In Canada we have 3.1 million square kilometres of forest land. About 75 per cent of this is suitable for timber production. From this land it is estimated that an annual harvest of 227 million cubic metres can be taken on a sustained basis. ln 1979, 162 million cubic metres were cut.

I will just repeat those figures because they are critical to this discussion. The annual harvest that we could take is 227 million cubic metres. What we have taken last year was 162 million cubic metres. Now, if you compare those two figures you will say: well, we are taking far less than we could. However, in fact, the allowable cut, the 227 million cubic metres estimate is viewed with scepticism on the grounds that appropriate allowances have not been made for wood in inaccessible locations or in species that cannot compete in world markets.

Considering soft woods, and this is our main stock in trade and the bulk of the volume harvested, the four eastern provinces, that is the Atlantic provinces and Quebec, are believed to have manufacturing capacity in excess of the ability of the land to produce raw material, and with the exception of Alberta, which appears to have a surplus, the other provinces are approximately in balance.

The seriousness of this situation becomes evident when it is appreciated that the world demand for wood products is rising and Canada has the potential in terms of land and technical know-how to take advantage of this favourable market situation.

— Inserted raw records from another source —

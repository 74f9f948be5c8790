//! Event dispatcher: routes simulator callbacks to the engines and keeps
//! the cluster mirror consistent across asynchronous completions.

use std::cell::RefCell;
use std::fmt::{Display, Formatter};
use std::rc::Rc;

use serde::Serialize;
use sugars::{rc, refcell};

use crate::core::cluster_api::ClusterApi;
use crate::core::cluster_state::ClusterState;
use crate::core::common::{CpuArch, MachineId, PState, SState, SlaTier, TaskId, Time, VmId, VmType};
use crate::core::config::ControllerConfig;
use crate::core::events::ClusterEvent;
use crate::core::logger::Logger;
use crate::core::migration::MigrationPlanner;
use crate::core::placement::{Placement, PlacementEngine};
use crate::core::power::PowerGovernor;

const SCOPE: &str = "controller";

/// VM flavors seeded on an active machine at init, following its CPU.
fn prefill_assortment(cpu: CpuArch) -> [VmType; 4] {
    match cpu {
        CpuArch::X86 | CpuArch::Arm => [VmType::Win, VmType::Win, VmType::Linux, VmType::LinuxRt],
        CpuArch::Power => [VmType::Aix, VmType::Aix, VmType::Linux, VmType::LinuxRt],
        CpuArch::Riscv => [VmType::Linux, VmType::Linux, VmType::LinuxRt, VmType::LinuxRt],
    }
}

/// Summary emitted at the end of a simulation run.
#[derive(Debug, Clone, Serialize)]
pub struct FinalReport {
    /// Percent of SLA violations per tier, index 0 is SLA0.
    pub sla_violations: [f64; 4],
    /// Total cluster energy in KW-Hour.
    pub total_energy: f64,
    /// Simulated wall-clock seconds.
    pub wall_seconds: f64,
}

impl Display for FinalReport {
    fn fmt(&self, f: &mut Formatter) -> std::fmt::Result {
        writeln!(f, "SLA violation report:")?;
        for (tier, violations) in self.sla_violations.iter().enumerate() {
            writeln!(f, "  SLA{}: {}%", tier, violations)?;
        }
        writeln!(f, "Total Energy: {} KW-Hour", self.total_energy)?;
        write!(f, "Finished in {} seconds", self.wall_seconds)
    }
}

/// The workload placement engine. One instance drives one cluster; the
/// simulator calls the `on_*` entry points, all of which are total: errors
/// from the cluster are handled at the call site and never escape.
pub struct Controller {
    cluster: Rc<RefCell<dyn ClusterApi>>,
    state: Rc<RefCell<ClusterState>>,
    config: Rc<ControllerConfig>,
    logger: Rc<RefCell<Box<dyn Logger>>>,
    placement: PlacementEngine,
    governor: PowerGovernor,
    migration: MigrationPlanner,
}

impl Controller {
    pub fn new(cluster: Rc<RefCell<dyn ClusterApi>>, config: ControllerConfig, logger: Box<dyn Logger>) -> Self {
        let config = Rc::new(config);
        let logger = rc!(refcell!(logger));
        let state = rc!(refcell!(ClusterState::new()));
        let placement = PlacementEngine::new(cluster.clone(), state.clone(), config.clone(), logger.clone());
        let governor = PowerGovernor::new(cluster.clone(), state.clone(), config.clone(), logger.clone());
        let migration = MigrationPlanner::new(cluster.clone(), state.clone(), config.clone(), logger.clone());
        Self {
            cluster,
            state,
            config,
            logger,
            placement,
            governor,
            migration,
        }
    }

    /// Takes the machine census, freezes the efficiency ranking and seeds
    /// active machines with an assortment of VMs.
    pub fn init(&mut self) {
        let total = self.cluster.borrow().machine_count();
        for id in 0..total {
            let info = self.cluster.borrow().machine_info(id);
            match info {
                Ok(info) => {
                    self.state
                        .borrow_mut()
                        .add_machine(id, info.cpu, info.s0_idle_power(), info.s_state == SState::S0);
                }
                Err(e) => {
                    self.logger
                        .borrow_mut()
                        .log_error(0, SCOPE, format!("cannot read machine {}: {}", id, e));
                }
            }
        }
        self.state.borrow_mut().finish_census();

        let prefilled = self.prefill_vms();
        self.logger.borrow_mut().log_info(
            0,
            SCOPE,
            format!("initialized with {} machines, prefilled {} vms", total, prefilled),
        );
    }

    fn prefill_vms(&mut self) -> u32 {
        let mut created = 0;
        let machines = self.state.borrow().sorted_by_efficiency();
        for machine in machines {
            if !self.state.borrow().is_active(machine) {
                continue;
            }
            let info = self.cluster.borrow().machine_info(machine);
            let info = match info {
                Ok(info) => info,
                Err(_) => continue,
            };
            let assortment = prefill_assortment(info.cpu);
            let overhead = self.config.vm_memory_overhead * assortment.len() as u64;
            if info.memory_used + overhead > info.memory_size {
                continue;
            }
            for vm_type in assortment {
                let vm = self.cluster.borrow_mut().vm_create(vm_type, info.cpu);
                let vm = match vm {
                    Ok(vm) => vm,
                    Err(e) => {
                        self.logger
                            .borrow_mut()
                            .log_debug(0, SCOPE, format!("prefill create failed on machine {}: {}", machine, e));
                        continue;
                    }
                };
                let attached = self.cluster.borrow_mut().vm_attach(vm, machine);
                self.state.borrow_mut().register_vm(vm);
                match attached {
                    Ok(()) => created += 1,
                    Err(e) => {
                        self.logger
                            .borrow_mut()
                            .log_debug(0, SCOPE, format!("prefill attach failed on machine {}: {}", machine, e));
                    }
                }
            }
        }
        created
    }

    /// Routes one simulator callback. Returns the final report when the
    /// event ends the run.
    pub fn dispatch(&mut self, now: Time, event: ClusterEvent) -> Option<FinalReport> {
        self.logger.borrow_mut().log_trace(
            now,
            SCOPE,
            format!("event {}", serde_json::to_string(&event).unwrap_or_default()),
        );
        match event {
            ClusterEvent::NewTask { task_id } => {
                self.on_new_task(now, task_id);
                None
            }
            ClusterEvent::TaskCompleted { task_id } => {
                self.on_task_completion(now, task_id);
                None
            }
            ClusterEvent::PeriodicCheck => {
                self.on_scheduler_check(now);
                None
            }
            ClusterEvent::MemoryWarning { machine_id } => {
                self.on_memory_warning(now, machine_id);
                None
            }
            ClusterEvent::SlaWarning { task_id } => {
                self.on_sla_warning(now, task_id);
                None
            }
            ClusterEvent::StateChangeComplete { machine_id } => {
                self.on_state_change_complete(now, machine_id);
                None
            }
            ClusterEvent::MigrationComplete { vm_id } => {
                self.on_migration_complete(now, vm_id);
                None
            }
            ClusterEvent::SimulationComplete => Some(self.on_simulation_complete(now)),
        }
    }

    pub fn on_new_task(&mut self, now: Time, task_id: TaskId) {
        if let Placement::MemoryPressure(machine) = self.placement.on_new_task(now, task_id) {
            self.migration.on_memory_warning(now, machine);
        }
    }

    pub fn on_task_completion(&mut self, now: Time, task_id: TaskId) {
        self.logger
            .borrow_mut()
            .log_trace(now, SCOPE, format!("task {} finished", task_id));
        let cluster = self.cluster.borrow();
        self.state.borrow_mut().refresh_utilization(&*cluster);
    }

    /// Periodic tick: replay deferred tasks, then run the governor pass.
    pub fn on_scheduler_check(&mut self, now: Time) {
        for machine in self.placement.retry_pending(now) {
            self.migration.on_memory_warning(now, machine);
        }
        self.governor.periodic_check(now);
    }

    pub fn on_memory_warning(&mut self, now: Time, machine_id: MachineId) {
        self.migration.on_memory_warning(now, machine_id);
    }

    pub fn on_sla_warning(&mut self, now: Time, task_id: TaskId) {
        self.migration.on_sla_warning(now, task_id);
    }

    /// A sleep transition finished. Newly awake machines start at P1 and
    /// get their deferred VMs attached (or a seed VM created); machines
    /// that left S0 drop out of the active set.
    pub fn on_state_change_complete(&mut self, now: Time, machine_id: MachineId) {
        self.state.borrow_mut().clear_waking(machine_id);
        let info = self.cluster.borrow().machine_info(machine_id);
        let info = match info {
            Ok(info) => info,
            Err(e) => {
                self.logger
                    .borrow_mut()
                    .log_warn(now, SCOPE, format!("cannot read machine {}: {}", machine_id, e));
                return;
            }
        };
        self.logger
            .borrow_mut()
            .log_debug(now, SCOPE, format!("machine {} is now {}", machine_id, info.s_state));

        if info.s_state == SState::S0 {
            let newly_active = !self.state.borrow().is_active(machine_id);
            self.state.borrow_mut().activate_machine(machine_id);
            if newly_active {
                if info.p_state != PState::P1 {
                    let set = self.cluster.borrow_mut().machine_set_core_performance(machine_id, 0, PState::P1);
                    if let Err(e) = set {
                        self.logger
                            .borrow_mut()
                            .log_debug(now, SCOPE, format!("could not set machine {} to P1: {}", machine_id, e));
                    }
                }
                self.placement.on_machine_awake(now, machine_id);
            }
        } else {
            self.state.borrow_mut().deactivate_machine(machine_id);
        }

        self.on_scheduler_check(now);
    }

    pub fn on_migration_complete(&mut self, now: Time, vm_id: VmId) {
        self.migration.on_migration_complete(now, vm_id);
    }

    /// Emits the final report and shuts down every attached VM.
    pub fn on_simulation_complete(&mut self, now: Time) -> FinalReport {
        let report = {
            let cluster = self.cluster.borrow();
            FinalReport {
                sla_violations: [
                    cluster.sla_report(SlaTier::Sla0),
                    cluster.sla_report(SlaTier::Sla1),
                    cluster.sla_report(SlaTier::Sla2),
                    cluster.sla_report(SlaTier::Sla3),
                ],
                total_energy: cluster.cluster_energy(),
                wall_seconds: now as f64 / 1e6,
            }
        };
        for line in report.to_string().lines() {
            self.logger.borrow_mut().log_info(now, SCOPE, line.to_string());
        }
        self.shutdown(now);
        report
    }

    fn shutdown(&mut self, now: Time) {
        self.logger.borrow_mut().log_debug(now, SCOPE, "stopping vms".to_string());
        let vms = self.state.borrow().vms();
        for vm in vms {
            let info = self.cluster.borrow().vm_info(vm);
            let attached = matches!(info, Ok(ref info) if info.machine_id.is_some());
            if !attached {
                continue;
            }
            let stopped = self.cluster.borrow_mut().vm_shutdown(vm);
            if let Err(e) = stopped {
                self.logger
                    .borrow_mut()
                    .log_debug(now, SCOPE, format!("could not shut down vm {}: {}", vm, e));
            }
        }
    }

    /// The controller-side cluster mirror, mainly useful for inspection.
    pub fn cluster_state(&self) -> Rc<RefCell<ClusterState>> {
        self.state.clone()
    }

    /// Number of tasks waiting in the pending queue.
    pub fn pending_task_count(&self) -> usize {
        self.placement.pending_count()
    }

    pub fn config(&self) -> Rc<ControllerConfig> {
        self.config.clone()
    }
}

To give a comparison, the Nordic countries, Norway, Sweden and Finland, are able to harvest 110 million cubic metres per year on a sustained basis from a forest land base of 50 million hectares. The forest land base in Canada is about 200 million hectares. ln other words. the Nordic yield per hectare is close to three times that of Canada with no real difference in the climatic or soil conditions affecting tree growth.

Of the billions of dollars that are realized from Canada’s forests in terms of provincial revenues through stumpage, federal income taxes and corporation profits, the agencies responsible reinvest some 150 million in forest renewal.

The careful estimate required for forest renewal is approximately 300 million. That is twice that which is now being invested, and the other aspects of management, including information services and forest protection and many others, including research, require an additional 300 million, thus the minimum required to keep Canada in a position to realize at least some of this wood production potential is approximately $600 million per year for the foreseeable future, and that future includes correction of the backlog of neglect from the past and the development of technology that will lead to a more efficient way of producing the raw material which is essential to maintain the groth of Canada’s first industry, the wood using industry.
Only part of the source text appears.